Citing Bytes - Adventures in Data Citation: August 2016

Standing on the Digits of Giants: Research data, preservation and innovation

ALPSP seminar, London, 8 March 2016

I was asked to present at an Association of Learned and Professional Society Publishers seminar, back in March this year. You can found my presentation slides here, and the audio of my presentation here.

I've info-dumped my notes on the various talks below, but to sum up, it was a very interesting seminar that seemed to go down well with an audience of primarily publishers, many of whom were getting to grips with this whole data thing for the first time.

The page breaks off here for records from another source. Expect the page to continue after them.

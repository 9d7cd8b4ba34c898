//! Size-capped rendering for sticker packs.

use std::path::Path;

use image::{DynamicImage, RgbaImage};

use crate::error::Result;
use crate::geometry::{search_padding, PaddingSearch, Size};
use crate::types::ImageFormat;

use super::encode::encode;
use super::scale::{scale_image, ScaleOptions};

/// Largest sticker file the pack accepts, in bytes.
pub const STICKER_SIZE_LIMIT: u64 = 500_000;

/// A rendered image held in memory with its encoding.
#[derive(Debug, Clone)]
pub struct Rendered {
    pub image: DynamicImage,
    pub bytes: Vec<u8>,
}

impl Rendered {
    pub fn len(&self) -> u64 {
        self.bytes.len() as u64
    }

    pub fn is_empty(&self) -> bool {
        self.bytes.is_empty()
    }
}

/// Render and encode, adding padding until the encoding fits `size_limit`.
///
/// Nothing touches the filesystem; the caller writes the accepted result.
pub fn render_within_limit(
    source: &RgbaImage,
    target: Size,
    options: &ScaleOptions,
    format: ImageFormat,
    size_limit: Option<u64>,
    path: &Path,
) -> Result<PaddingSearch<Rendered>> {
    search_padding(size_limit, |padding| {
        let image = scale_image(source, target, &options.with_padding(padding));
        let bytes = encode(&image, format, path)?;
        let size = bytes.len() as u64;
        Ok((Rendered { image, bytes }, size))
    })
}
//! Source file collection.
//!
//! Lists the images a configuration works on: one general group, or a
//! paired oval/square group where each oval image has a square partner at
//! the same position.

use std::fs;
use std::path::{Path, PathBuf};

use walkdir::WalkDir;

use crate::error::{ImpError, Result};
use crate::types::Configuration;

/// The three source groups a configuration can name.
#[derive(Debug, Clone, Copy, PartialEq, Eq, Hash)]
pub enum SourceGroup {
    General,
    Oval,
    Square,
}

impl SourceGroup {
    pub const ALL: [SourceGroup; 3] = [SourceGroup::General, SourceGroup::Oval, SourceGroup::Square];

    pub fn name(&self) -> &'static str {
        match self {
            SourceGroup::General => "src",
            SourceGroup::Oval => "srcOval",
            SourceGroup::Square => "srcSquare",
        }
    }

    /// The configured location for this group.
    pub fn location<'a>(&self, config: &'a Configuration) -> Option<&'a Path> {
        match self {
            SourceGroup::General => config.source_dir.as_deref(),
            SourceGroup::Oval => config.oval_source_dir.as_deref(),
            SourceGroup::Square => config.square_source_dir.as_deref(),
        }
    }
}

/// One logical input: a single image, or an oval/square pair.
#[derive(Debug, Clone, PartialEq, Eq)]
pub enum SourceUnit {
    Single(PathBuf),
    Pair { oval: PathBuf, square: PathBuf },
}

impl SourceUnit {
    /// The image used for everything except non-square icon slots.
    pub fn primary(&self) -> &Path {
        match self {
            SourceUnit::Single(path) => path,
            SourceUnit::Pair { square, .. } => square,
        }
    }

    pub fn oval(&self) -> Option<&Path> {
        match self {
            SourceUnit::Single(_) => None,
            SourceUnit::Pair { oval, .. } => Some(oval),
        }
    }
}

/// Resolved absolute file lists for every group.
#[derive(Debug, Clone, Default, PartialEq, Eq)]
pub struct SourceFiles {
    pub general: Vec<PathBuf>,
    pub oval: Vec<PathBuf>,
    pub square: Vec<PathBuf>,
}

impl SourceFiles {
    fn group_mut(&mut self, group: SourceGroup) -> &mut Vec<PathBuf> {
        match group {
            SourceGroup::General => &mut self.general,
            SourceGroup::Oval => &mut self.oval,
            SourceGroup::Square => &mut self.square,
        }
    }

    /// Whether the oval/square pairing drives processing.
    pub fn is_paired(&self) -> bool {
        !self.oval.is_empty() && self.oval.len() == self.square.len()
    }

    /// Source units in processing order.
    pub fn units(&self) -> Vec<SourceUnit> {
        if self.is_paired() {
            self.oval
                .iter()
                .zip(&self.square)
                .map(|(oval, square)| SourceUnit::Pair {
                    oval: oval.clone(),
                    square: square.clone(),
                })
                .collect()
        } else {
            self.general.iter().cloned().map(SourceUnit::Single).collect()
        }
    }
}

/// Collect every configured group.
pub fn collect_files(config: &Configuration) -> Result<SourceFiles> {
    let mut files = SourceFiles::default();

    for group in SourceGroup::ALL {
        let Some(location) = group.location(config) else {
            continue;
        };
        let explicit: &[String] = match group {
            SourceGroup::General => &config.files,
            _ => &[],
        };
        *files.group_mut(group) = collect_group(config, group, location, explicit)?;
    }

    if config.oval_source_dir.is_some()
        && config.square_source_dir.is_some()
        && files.oval.len() != files.square.len()
    {
        return Err(ImpError::Collection {
            message: format!(
                "srcOval has {} image(s) but srcSquare has {}",
                files.oval.len(),
                files.square.len()
            ),
            help: Some("Oval and square images are paired by sorted position".to_string()),
        });
    }

    Ok(files)
}

fn collect_group(
    config: &Configuration,
    group: SourceGroup,
    location: &Path,
    explicit: &[String],
) -> Result<Vec<PathBuf>> {
    if !location.exists() {
        return Err(ImpError::Collection {
            message: format!("Src does not exist. [{}]", location.display()),
            help: Some(format!("Check the {} path in the manifest", group.name())),
        });
    }

    let location = fs::canonicalize(location).map_err(|e| ImpError::Io {
        path: location.to_path_buf(),
        message: format!("Failed to resolve source: {}", e),
    })?;

    // a single file stands for a directory holding just that file
    let (dir, found) = if location.is_dir() {
        (location.clone(), list_directory(&location))
    } else {
        let name = location
            .file_name()
            .map(|n| n.to_string_lossy().into_owned())
            .unwrap_or_default();
        let dir = location.parent().map(Path::to_path_buf).unwrap_or_default();
        (dir, vec![name])
    };

    let found: Vec<String> = found
        .into_iter()
        .filter(|name| config.accepts_extension(name))
        .collect();

    if explicit.is_empty() {
        return Ok(found.iter().map(|name| dir.join(name)).collect());
    }

    let missing: Vec<&str> = explicit
        .iter()
        .filter(|name| !found.contains(name))
        .map(String::as_str)
        .collect();
    if !missing.is_empty() {
        return Err(ImpError::Collection {
            message: "Src is missing files listed in manifest.".to_string(),
            help: Some(format!("Not found in {}: {}", dir.display(), missing.join(", "))),
        });
    }

    Ok(explicit.iter().map(|name| dir.join(name)).collect())
}

/// File names directly inside `dir`, sorted.
fn list_directory(dir: &Path) -> Vec<String> {
    WalkDir::new(dir)
        .follow_links(true)
        .min_depth(1)
        .max_depth(1)
        .sort_by_file_name()
        .into_iter()
        .filter_map(|e| e.ok())
        .filter(|e| e.file_type().is_file())
        .map(|e| e.file_name().to_string_lossy().into_owned())
        .collect()
}

#[cfg(test)]
mod tests {
    use super::*;
    use pretty_assertions::assert_eq;
    use tempfile::tempdir;

    fn touch(dir: &Path, names: &[&str]) {
        for name in names {
            fs::write(dir.join(name), b"x").unwrap();
        }
    }

    fn names(paths: &[PathBuf]) -> Vec<String> {
        paths
            .iter()
            .map(|p| p.file_name().unwrap().to_string_lossy().into_owned())
            .collect()
    }

    #[test]
    fn test_collect_sorted_and_filtered() {
        let dir = tempdir().unwrap();
        touch(dir.path(), &["b.png", "a.jpg", "notes.txt", "c.tiff"]);
        fs::create_dir(dir.path().join("nested.png")).unwrap();

        let config = Configuration {
            source_dir: Some(dir.path().to_path_buf()),
            ..Default::default()
        };
        let files = collect_files(&config).unwrap();

        assert_eq!(names(&files.general), vec!["a.jpg", "b.png", "c.tiff"]);
        assert!(files.general.iter().all(|p| p.is_absolute()));
    }

    #[test]
    fn test_collect_single_file_source() {
        let dir = tempdir().unwrap();
        touch(dir.path(), &["icon.png", "other.png"]);

        let config = Configuration {
            source_dir: Some(dir.path().join("icon.png")),
            ..Default::default()
        };
        let files = collect_files(&config).unwrap();

        assert_eq!(names(&files.general), vec!["icon.png"]);
    }

    #[test]
    fn test_collect_explicit_list_keeps_order() {
        let dir = tempdir().unwrap();
        touch(dir.path(), &["a.png", "b.png", "c.png"]);

        let config = Configuration {
            source_dir: Some(dir.path().to_path_buf()),
            files: vec!["c.png".to_string(), "a.png".to_string()],
            ..Default::default()
        };
        let files = collect_files(&config).unwrap();

        assert_eq!(names(&files.general), vec!["c.png", "a.png"]);
    }

    #[test]
    fn test_collect_explicit_list_missing_file() {
        let dir = tempdir().unwrap();
        touch(dir.path(), &["a.png"]);

        let config = Configuration {
            source_dir: Some(dir.path().to_path_buf()),
            files: vec!["a.png".to_string(), "gone.png".to_string()],
            ..Default::default()
        };
        let result = collect_files(&config);

        assert!(matches!(result, Err(ImpError::Collection { .. })));
    }

    #[test]
    fn test_collect_missing_directory() {
        let config = Configuration {
            source_dir: Some(PathBuf::from("/nonexistent/imp/src")),
            ..Default::default()
        };
        assert!(matches!(
            collect_files(&config),
            Err(ImpError::Collection { .. })
        ));
    }

    #[test]
    fn test_collect_pairs() {
        let dir = tempdir().unwrap();
        let oval = dir.path().join("oval");
        let square = dir.path().join("square");
        fs::create_dir_all(&oval).unwrap();
        fs::create_dir_all(&square).unwrap();
        touch(&oval, &["1.png", "2.png"]);
        touch(&square, &["1.png", "2.png"]);

        let config = Configuration {
            oval_source_dir: Some(oval),
            square_source_dir: Some(square),
            ..Default::default()
        };
        let files = collect_files(&config).unwrap();
        let units = files.units();

        assert!(files.is_paired());
        assert_eq!(units.len(), 2);
        assert!(units[0].oval().unwrap().ends_with("oval/1.png"));
        assert!(units[0].primary().ends_with("square/1.png"));
    }

    #[test]
    fn test_collect_pair_length_mismatch() {
        let dir = tempdir().unwrap();
        let oval = dir.path().join("oval");
        let square = dir.path().join("square");
        fs::create_dir_all(&oval).unwrap();
        fs::create_dir_all(&square).unwrap();
        touch(&oval, &["1.png", "2.png"]);
        touch(&square, &["1.png"]);

        let config = Configuration {
            oval_source_dir: Some(oval),
            square_source_dir: Some(square),
            ..Default::default()
        };
        assert!(matches!(
            collect_files(&config),
            Err(ImpError::Collection { .. })
        ));
    }

    #[test]
    fn test_units_general() {
        let files = SourceFiles {
            general: vec![PathBuf::from("/a.png"), PathBuf::from("/b.png")],
            ..Default::default()
        };
        assert_eq!(
            files.units(),
            vec![
                SourceUnit::Single(PathBuf::from("/a.png")),
                SourceUnit::Single(PathBuf::from("/b.png"))
            ]
        );
    }
}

William Killbride, Digital Preservation Coalition

* "Access is not an event, it's a process"
* Standing on someone's shoulders is quite precarious! We need a stable and secure platform - but how do we make one?
* Solutions for digital preservation need to be put in place at the beginning of the lifecycle
* Discussions with publishers can get bogged down in Open Access issues
* Small publishers hold the content that's most at risk
* We need action on Open Access! We've talked about it lots already
* International profile is important

Mark Thorley, NERC

* The digital, networked world is a real game changer. Peopel want on-line access now and for free. And anyone can "publish" anything on the web
* Open research is not an admin overhead
* The data revolution is replaying the printing revolution established by Gutenberg's mechanical, moveable type
* ICSU's report "Open Data in a Big Data World"
* Open research costs money - we have to learn to live with that
* Technology is the "easy bit" - people are complicated!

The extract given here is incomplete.